Artificial intelligence-driven catalyst design for electrocatalytic hydrogen production: Paradigm innovation and challenges in material discovery
Zhaoyong Jin, Dongxu Gu, Panpan Li, Guilin Ye, Heru Zhu, Kailun Wei, Chunxiang Li, Wenhui Zhong, Wenjie Du, Qing Zhu
Abstract
The global overreliance on fossil fuels has precipitated dual crises of energy scarcity and ecological degradation. Therefore, the development of green and sustainable new energy to achieve carbon neutrality and energy structure innovation is an urgent task. Electrocatalytic hydrogen production technology is a transformative solution that uses water as a feedstock and renewable electricity as a carbon-free energy source to produce hydrogen with zero-carbon emissions. Achieving highly efficient hydrogen production via electrocatalysis critically depends on the performance of the catalytic materials employed. However, the traditional “trial-and-error” approach for catalyst development remains expensive and time-consuming. Furthermore, the material systems involved in current research are becoming increasingly complex, with a growing number of synthetic parameters requiring optimization, which makes the development of high-performance catalysts even more challenging. Machine learning (ML) presents significant opportunities for the rational discovery of electrocatalysts by accurately predicting and screening their catalytic performance through the analysis of extensive datasets. This review systematically examines the state-of-the-art progress in electrocatalytic hydrogen production technology.

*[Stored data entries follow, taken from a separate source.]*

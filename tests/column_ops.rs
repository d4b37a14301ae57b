//! Column-level storage behaviour: push, swap-remove, reserve, resize,
//! clear, and destructor accounting.

use std::mem::ManuallyDrop;
use std::sync::atomic::{AtomicUsize, Ordering};

use soa_ecs::{component_info, register_component, Column};

#[derive(Clone, Copy, Default, Debug, PartialEq)]
struct Simple {
    value: i32,
}

#[derive(Clone, Default, Debug)]
struct Complex {
    name: String,
}

impl Complex {
    fn new(name: &str) -> Self {
        Complex { name: name.to_owned() }
    }
}

static TRACKED_DROPS: AtomicUsize = AtomicUsize::new(0);

#[derive(Clone, Default)]
struct Tracked {
    _payload: String,
}

impl Drop for Tracked {
    fn drop(&mut self) {
        TRACKED_DROPS.fetch_add(1, Ordering::Relaxed);
    }
}

fn column_of<T: soa_ecs::Component>() -> Column {
    let id = register_component::<T>().unwrap();
    Column::new(component_info(id).unwrap())
}

/// Relocates `value` into the column, transferring ownership.
fn push_value<T: soa_ecs::Component>(column: &mut Column, value: T) {
    let value = ManuallyDrop::new(value);
    unsafe { column.push((&*value as *const T).cast()) };
}

#[test]
fn new_column_is_empty_without_allocation() {
    let column = column_of::<Simple>();
    assert_eq!(column.len(), 0);
    assert!(column.is_empty());
    assert_eq!(column.capacity(), 0);
}

#[test]
fn push_and_read_back_simple_values() {
    let mut column = column_of::<Simple>();
    push_value(&mut column, Simple { value: 42 });
    push_value(&mut column, Simple { value: 100 });

    assert_eq!(column.len(), 2);
    assert_eq!(unsafe { column.get::<Simple>(0) }.value, 42);
    assert_eq!(unsafe { column.get::<Simple>(1) }.value, 100);
}

#[test]
fn push_cloned_leaves_the_source_alive() {
    let mut column = column_of::<Complex>();
    let source = Complex::new("still mine");
    unsafe { column.push_cloned((&source as *const Complex).cast()) };

    assert_eq!(column.len(), 1);
    assert_eq!(unsafe { column.get::<Complex>(0) }.name, "still mine");
    assert_eq!(source.name, "still mine");
}

#[test]
fn values_survive_buffer_growth() {
    let mut column = column_of::<Complex>();
    for index in 0..100 {
        push_value(&mut column, Complex::new(&format!("value-{index}")));
    }
    assert_eq!(column.len(), 100);
    for index in 0..100 {
        assert_eq!(
            unsafe { column.get::<Complex>(index) }.name,
            format!("value-{index}")
        );
    }
}

#[test]
fn swap_remove_moves_the_tail_into_the_gap() {
    let mut column = column_of::<Simple>();
    for value in [0, 10, 20] {
        push_value(&mut column, Simple { value });
    }

    column.swap_remove(1);
    assert_eq!(column.len(), 2);
    assert_eq!(unsafe { column.get::<Simple>(0) }.value, 0);
    assert_eq!(unsafe { column.get::<Simple>(1) }.value, 20);
}

#[test]
fn swap_remove_on_nontrivial_values() {
    let mut column = column_of::<Complex>();
    for name in ["first", "second", "third"] {
        push_value(&mut column, Complex::new(name));
    }

    column.swap_remove(1);
    assert_eq!(column.len(), 2);
    assert_eq!(unsafe { column.get::<Complex>(0) }.name, "first");
    assert_eq!(unsafe { column.get::<Complex>(1) }.name, "third");
}

#[test]
fn swap_remove_of_the_last_element_only_shrinks() {
    let mut column = column_of::<Complex>();
    push_value(&mut column, Complex::new("first"));
    push_value(&mut column, Complex::new("second"));

    column.swap_remove(1);
    assert_eq!(column.len(), 1);
    assert_eq!(unsafe { column.get::<Complex>(0) }.name, "first");

    column.swap_remove(0);
    assert_eq!(column.len(), 0);
}

#[test]
fn reserve_preallocates_without_changing_length() {
    let mut column = column_of::<Simple>();
    column.reserve(100);
    assert!(column.capacity() >= 100);
    assert_eq!(column.len(), 0);

    push_value(&mut column, Simple { value: 0 });
    let first_slot = column.get_ptr(0);
    for value in 1..100 {
        push_value(&mut column, Simple { value });
    }
    // No growth happened inside the reserved range, so addresses held.
    assert_eq!(column.get_ptr(0), first_slot);
    assert_eq!(unsafe { column.get::<Simple>(99) }.value, 99);
}

#[test]
fn resize_default_constructs_and_destroys() {
    let mut column = column_of::<Simple>();
    column.resize(3);
    assert_eq!(column.len(), 3);
    for index in 0..3 {
        assert_eq!(unsafe { column.get::<Simple>(index) }.value, 0);
    }
    column.resize(1);
    assert_eq!(column.len(), 1);
}

#[test]
fn clear_and_drop_run_every_destructor() {
    let before = TRACKED_DROPS.load(Ordering::Relaxed);
    {
        let mut column = column_of::<Tracked>();
        for _ in 0..5 {
            push_value(&mut column, Tracked::default());
        }
        column.clear();
        assert_eq!(TRACKED_DROPS.load(Ordering::Relaxed), before + 5);
        assert_eq!(column.len(), 0);
        assert_eq!(column.capacity(), 0);

        // Refill, then let Drop do the cleanup.
        for _ in 0..3 {
            push_value(&mut column, Tracked::default());
        }
    }
    assert_eq!(TRACKED_DROPS.load(Ordering::Relaxed), before + 8);
}

#[test]
fn pop_destroys_only_the_tail() {
    let mut column = column_of::<Complex>();
    push_value(&mut column, Complex::new("keep"));
    push_value(&mut column, Complex::new("drop"));

    column.pop();
    assert_eq!(column.len(), 1);
    assert_eq!(unsafe { column.get::<Complex>(0) }.name, "keep");
}
//! Entity lifecycle and component attach/detach behaviour.

use soa_ecs::prelude::*;

#[derive(Clone, Copy, Default, Debug, PartialEq)]
struct Position {
    x: f32,
    y: f32,
    z: f32,
}

#[derive(Clone, Copy, Default, Debug, PartialEq)]
struct Velocity {
    x: f32,
    y: f32,
    z: f32,
}

#[derive(Clone, Copy, Default, Debug, PartialEq)]
struct Health {
    current: f32,
    max: f32,
}

fn setup() -> World {
    register_component::<Position>().unwrap();
    register_component::<Velocity>().unwrap();
    register_component::<Health>().unwrap();
    World::new()
}

#[test]
fn entity_ids_are_distinct_and_monotonic() {
    let mut world = setup();
    let first = world.create_entity();
    let second = world.create_entity();
    assert!(second > first);
    assert_eq!(world.entity_count(), 2);
    assert!(world.contains(first) && world.contains(second));
}

#[test]
fn attach_then_get_single_component() {
    let mut world = setup();
    let entity = world.create_entity();
    world
        .attach_one(entity, Position { x: 1.0, y: 2.0, z: 3.0 })
        .unwrap();

    let position = world.get::<Position>(entity).unwrap();
    assert_eq!(*position, Position { x: 1.0, y: 2.0, z: 3.0 });
}

#[test]
fn attach_multiple_components_at_once() {
    let mut world = setup();
    let entity = world.create_entity();
    world
        .attach(
            entity,
            (
                Position { x: 1.0, y: 2.0, z: 3.0 },
                Velocity { x: 4.0, y: 5.0, z: 6.0 },
            ),
        )
        .unwrap();

    let (position, velocity) = world.get_all::<(Position, Velocity)>(entity).unwrap();
    assert_eq!(position.x, 1.0);
    assert_eq!(velocity.x, 4.0);
}

#[test]
fn get_mut_modifies_in_place() {
    let mut world = setup();
    let entity = world.create_entity();
    world.attach_one(entity, Position::default()).unwrap();

    world.get_mut::<Position>(entity).unwrap().x = 99.0;
    assert_eq!(world.get::<Position>(entity).unwrap().x, 99.0);
}

#[test]
fn attach_overlap_is_rejected() {
    let mut world = setup();
    let entity = world.create_entity();
    world.attach_one(entity, Position::default()).unwrap();

    let result = world.attach_one(entity, Position::default());
    assert_eq!(result, Err(WorldError::DuplicateAttach { entity }));

    // The entity is untouched by the failed attach.
    assert!(world.has_one::<Position>(entity));
    assert!(!world.has_one::<Velocity>(entity));
}

#[test]
fn bundle_naming_a_type_twice_is_rejected() {
    let mut world = setup();
    let entity = world.create_entity();
    let result = world.attach(entity, (Position::default(), Position::default()));
    assert_eq!(result, Err(WorldError::DuplicateAttach { entity }));
}

#[test]
fn operations_on_unknown_entities_report_it() {
    let mut world = setup();
    let ghost = 999;

    assert_eq!(
        world.attach_one(ghost, Position::default()),
        Err(WorldError::UnknownEntity(ghost))
    );
    assert_eq!(
        world.detach::<(Position,)>(ghost),
        Err(WorldError::UnknownEntity(ghost))
    );
    assert_eq!(world.get::<Position>(ghost), Err(WorldError::UnknownEntity(ghost)));
    assert!(!world.has_one::<Position>(ghost));
    assert!(!world.destroy_entity(ghost));
}

#[test]
fn get_of_missing_component_reports_it() {
    let mut world = setup();
    let entity = world.create_entity();
    world.attach_one(entity, Position::default()).unwrap();

    assert!(matches!(
        world.get::<Velocity>(entity),
        Err(WorldError::MissingComponent { .. })
    ));
}

#[test]
fn detach_single_component_preserves_the_rest() {
    let mut world = setup();
    let entity = world.create_entity();
    world
        .attach(
            entity,
            (
                Position { x: 1.0, y: 2.0, z: 3.0 },
                Velocity { x: 4.0, y: 5.0, z: 6.0 },
            ),
        )
        .unwrap();

    world.detach::<(Velocity,)>(entity).unwrap();
    assert!(!world.has_one::<Velocity>(entity));

    let position = world.get::<Position>(entity).unwrap();
    assert_eq!(*position, Position { x: 1.0, y: 2.0, z: 3.0 });
}

#[test]
fn detach_multiple_components_at_once() {
    let mut world = setup();
    let entity = world.create_entity();
    world
        .attach(
            entity,
            (
                Position { x: 1.0, y: 2.0, z: 3.0 },
                Velocity::default(),
                Health { current: 100.0, max: 100.0 },
            ),
        )
        .unwrap();

    world.detach::<(Velocity, Health)>(entity).unwrap();

    assert!(world.has_one::<Position>(entity));
    assert!(!world.has_one::<Velocity>(entity));
    assert!(!world.has_one::<Health>(entity));
    assert_eq!(world.get::<Position>(entity).unwrap().x, 1.0);
}

#[test]
fn detach_all_components_keeps_the_entity_alive() {
    let mut world = setup();
    let entity = world.create_entity();
    world
        .attach(entity, (Position::default(), Velocity::default()))
        .unwrap();

    world.detach::<(Position, Velocity)>(entity).unwrap();

    assert!(world.contains(entity));
    assert!(!world.has_one::<Position>(entity));
    assert!(!world.has_one::<Velocity>(entity));
    assert!(world.archetype_of(entity).unwrap().mask().is_empty());

    // The emptied entity can pick up components again.
    world.attach_one(entity, Health { current: 1.0, max: 2.0 }).unwrap();
    assert_eq!(world.get::<Health>(entity).unwrap().max, 2.0);
}

#[test]
fn spawn_mints_and_populates_in_one_step() {
    let mut world = setup();
    let entity = world
        .spawn((
            Position { x: 7.0, y: 8.0, z: 9.0 },
            Health { current: 50.0, max: 100.0 },
        ))
        .unwrap();

    assert!(world.contains(entity));
    assert_eq!(world.get::<Position>(entity).unwrap().z, 9.0);
    assert_eq!(world.get::<Health>(entity).unwrap().current, 50.0);
    assert!(!world.has_one::<Velocity>(entity));
}

#[test]
fn detach_all_empties_but_keeps_the_entity() {
    let mut world = setup();
    let entity = world
        .spawn((Position::default(), Velocity::default(), Health::default()))
        .unwrap();

    world.detach_all(entity).unwrap();

    assert!(world.contains(entity));
    assert!(world.archetype_of(entity).unwrap().mask().is_empty());
    assert!(!world.has::<(Position, Velocity, Health)>(entity));

    // Idempotent on an already-empty entity.
    world.detach_all(entity).unwrap();
    assert!(world.contains(entity));
}

#[test]
fn detach_of_absent_component_is_a_no_op() {
    let mut world = setup();
    let entity = world.create_entity();
    world.attach_one(entity, Position { x: 1.0, y: 0.0, z: 0.0 }).unwrap();

    world.detach::<(Velocity,)>(entity).unwrap();
    assert_eq!(world.get::<Position>(entity).unwrap().x, 1.0);
}

#[test]
fn has_checks_whole_sets() {
    let mut world = setup();
    let entity = world.create_entity();
    world
        .attach(entity, (Position::default(), Velocity::default()))
        .unwrap();

    assert!(world.has::<(Position, Velocity)>(entity));
    assert!(!world.has::<(Position, Health)>(entity));
    assert!(world.has::<()>(entity));
}

#[test]
fn destroy_entity_drops_it_from_the_world() {
    let mut world = setup();
    let entity = world.create_entity();
    world.attach_one(entity, Position::default()).unwrap();

    assert!(world.destroy_entity(entity));
    assert!(!world.contains(entity));
    assert_eq!(world.get::<Position>(entity), Err(WorldError::UnknownEntity(entity)));
    assert!(!world.destroy_entity(entity));
    assert_eq!(world.entity_count(), 0);
}

#[test]
fn empty_archetype_exists_after_first_entity_and_is_reused() {
    let mut world = setup();
    let first = world.create_entity();
    let archetypes_after_first = world.archetype_count();
    let second = world.create_entity();
    assert_eq!(world.archetype_count(), archetypes_after_first);

    let empty = world.archetype_of(first).unwrap();
    assert!(empty.mask().is_empty());
    assert!(empty.contains(first) && empty.contains(second));
}
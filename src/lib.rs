//! # soa-ecs
//!
//! Archetype-based Entity-Component-System storage engine.
//!
//! Entities are grouped by their exact set of attached component types
//! (their *archetype*); each component type is laid out contiguously in a
//! structure-of-arrays column, so compile-time-typed queries iterate
//! cache-friendly linear memory.
//!
//! ## Design goals
//! - Archetype storage with type-erased columns behind per-type vtables
//! - Bitmask archetype identity with O(1) query matching
//! - Swap-and-pop removal with dense index fix-up
//! - Typed queries whose const-correctness is enforced by the borrow
//!   checker
//!
//! ## Example
//! ```
//! use soa_ecs::prelude::*;
//!
//! #[derive(Clone, Default)]
//! struct Position { x: f32, y: f32 }
//!
//! #[derive(Clone, Default)]
//! struct Velocity { x: f32, y: f32 }
//!
//! register_component::<Position>().unwrap();
//! register_component::<Velocity>().unwrap();
//!
//! let mut world = World::new();
//! let entity = world.create_entity();
//! world
//!     .attach(entity, (Position { x: 0.0, y: 0.0 }, Velocity { x: 1.0, y: 2.0 }))
//!     .unwrap();
//!
//! let query = Query::<(Position, Velocity)>::new().unwrap();
//! query.each_mut(&mut world, |(position, velocity)| {
//!     position.x += velocity.x;
//!     position.y += velocity.y;
//! });
//!
//! assert_eq!(world.get::<Position>(entity).unwrap().y, 2.0);
//! ```

#![forbid(unsafe_op_in_unsafe_fn)]
#![warn(missing_docs)]

pub mod engine;

pub(crate) type HashMap<K, V> = ahash::AHashMap<K, V>;

// ─────────────────────────────────────────────────────────────────────────────
// Re-exports (Public API)
// ─────────────────────────────────────────────────────────────────────────────

pub use engine::component::{
    component_id_of, component_info, register_component, Component, ComponentBundle, ComponentSet,
    TypeInfo,
};

pub use engine::archetype::Archetype;
pub use engine::query::{ComponentQuery, Query};
pub use engine::storage::Column;
pub use engine::world::World;

pub use engine::error::{RegistryError, WorldError, WorldResult};

pub use engine::types::{
    ArchetypeId, ComponentMask, ComponentTypeId, EntityId, MAX_COMPONENTS,
};

// ─────────────────────────────────────────────────────────────────────────────
// Prelude
// ─────────────────────────────────────────────────────────────────────────────

/// Commonly used engine types.
///
/// Import with:
/// ```rust
/// use soa_ecs::prelude::*;
/// ```
pub mod prelude {
    pub use crate::{
        component_id_of, register_component, Component, ComponentMask, EntityId, Query,
        RegistryError, World, WorldError, WorldResult,
    };
}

Furthermore, we highlight how cutting-edge research in this field integrates ML and other artificial intelligence (AI) technologies, alongside the profound impact and potential challenges of increasingly sophisticated automated experimental tools in accelerating the development of catalysts. This work aims to inspire paradigm-shifting research methodologies in electrocatalysis and promote the more efficient and sustainable development of hydrogen production technology.